# Data excerpts
┌────────
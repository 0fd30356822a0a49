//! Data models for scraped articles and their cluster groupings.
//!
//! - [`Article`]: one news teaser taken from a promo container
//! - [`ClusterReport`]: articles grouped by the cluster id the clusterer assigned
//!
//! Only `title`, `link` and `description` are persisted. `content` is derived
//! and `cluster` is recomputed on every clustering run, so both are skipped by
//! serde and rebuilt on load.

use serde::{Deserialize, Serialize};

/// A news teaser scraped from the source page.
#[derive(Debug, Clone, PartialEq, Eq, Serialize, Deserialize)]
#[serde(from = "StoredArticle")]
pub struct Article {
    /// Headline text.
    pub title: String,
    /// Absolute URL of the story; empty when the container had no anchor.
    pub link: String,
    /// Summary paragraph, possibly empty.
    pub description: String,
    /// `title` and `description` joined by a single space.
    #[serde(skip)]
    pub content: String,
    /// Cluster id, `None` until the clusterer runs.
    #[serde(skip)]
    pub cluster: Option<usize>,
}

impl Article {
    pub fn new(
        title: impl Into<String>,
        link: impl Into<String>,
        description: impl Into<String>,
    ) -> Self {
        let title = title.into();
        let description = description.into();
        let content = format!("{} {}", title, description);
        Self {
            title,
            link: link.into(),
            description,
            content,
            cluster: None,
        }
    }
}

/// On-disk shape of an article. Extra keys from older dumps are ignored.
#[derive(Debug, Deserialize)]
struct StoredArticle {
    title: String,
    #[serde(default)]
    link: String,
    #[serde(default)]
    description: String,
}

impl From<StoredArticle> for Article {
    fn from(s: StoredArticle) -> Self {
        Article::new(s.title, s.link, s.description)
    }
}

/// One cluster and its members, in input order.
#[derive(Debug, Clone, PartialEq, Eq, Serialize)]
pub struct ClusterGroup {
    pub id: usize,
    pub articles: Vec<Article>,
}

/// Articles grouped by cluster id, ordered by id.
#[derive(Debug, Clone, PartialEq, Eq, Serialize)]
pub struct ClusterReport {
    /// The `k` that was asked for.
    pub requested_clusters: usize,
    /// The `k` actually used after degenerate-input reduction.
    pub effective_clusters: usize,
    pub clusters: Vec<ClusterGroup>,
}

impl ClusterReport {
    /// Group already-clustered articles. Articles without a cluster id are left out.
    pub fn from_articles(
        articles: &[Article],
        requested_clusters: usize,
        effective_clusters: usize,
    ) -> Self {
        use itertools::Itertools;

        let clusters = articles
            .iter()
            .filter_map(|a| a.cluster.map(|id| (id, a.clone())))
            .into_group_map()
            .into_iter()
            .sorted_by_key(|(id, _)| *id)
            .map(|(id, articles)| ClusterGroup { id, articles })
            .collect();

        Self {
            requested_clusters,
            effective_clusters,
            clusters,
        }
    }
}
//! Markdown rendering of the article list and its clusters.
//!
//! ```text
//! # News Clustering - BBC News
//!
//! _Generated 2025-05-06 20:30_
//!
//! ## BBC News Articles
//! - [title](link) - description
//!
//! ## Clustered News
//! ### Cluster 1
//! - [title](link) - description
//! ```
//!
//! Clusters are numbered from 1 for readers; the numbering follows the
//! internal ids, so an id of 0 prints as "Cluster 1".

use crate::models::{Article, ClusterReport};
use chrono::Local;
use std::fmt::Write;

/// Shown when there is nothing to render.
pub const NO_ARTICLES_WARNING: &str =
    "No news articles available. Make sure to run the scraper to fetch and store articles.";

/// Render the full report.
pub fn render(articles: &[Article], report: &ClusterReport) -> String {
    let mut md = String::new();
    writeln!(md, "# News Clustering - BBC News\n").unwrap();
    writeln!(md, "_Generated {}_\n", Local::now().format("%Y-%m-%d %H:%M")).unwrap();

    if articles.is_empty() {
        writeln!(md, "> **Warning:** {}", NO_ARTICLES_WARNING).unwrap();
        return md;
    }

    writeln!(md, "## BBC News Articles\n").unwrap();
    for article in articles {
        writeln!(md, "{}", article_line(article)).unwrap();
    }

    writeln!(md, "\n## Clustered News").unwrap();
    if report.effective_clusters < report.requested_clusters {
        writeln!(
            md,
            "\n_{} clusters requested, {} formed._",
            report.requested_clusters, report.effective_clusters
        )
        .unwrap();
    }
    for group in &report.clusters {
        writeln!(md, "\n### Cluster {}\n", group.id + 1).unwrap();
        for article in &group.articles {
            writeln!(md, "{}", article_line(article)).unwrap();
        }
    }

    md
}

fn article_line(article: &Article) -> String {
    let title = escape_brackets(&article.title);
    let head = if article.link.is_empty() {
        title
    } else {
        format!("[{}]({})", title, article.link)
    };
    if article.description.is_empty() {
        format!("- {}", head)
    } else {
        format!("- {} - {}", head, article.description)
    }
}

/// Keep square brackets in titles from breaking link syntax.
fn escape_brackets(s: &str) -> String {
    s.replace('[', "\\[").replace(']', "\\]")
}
└────────
# WORK REQUIRED
A single number is the whole answer: the number of lines in the entries that include "usize".

# REPLY TO THE TASK
6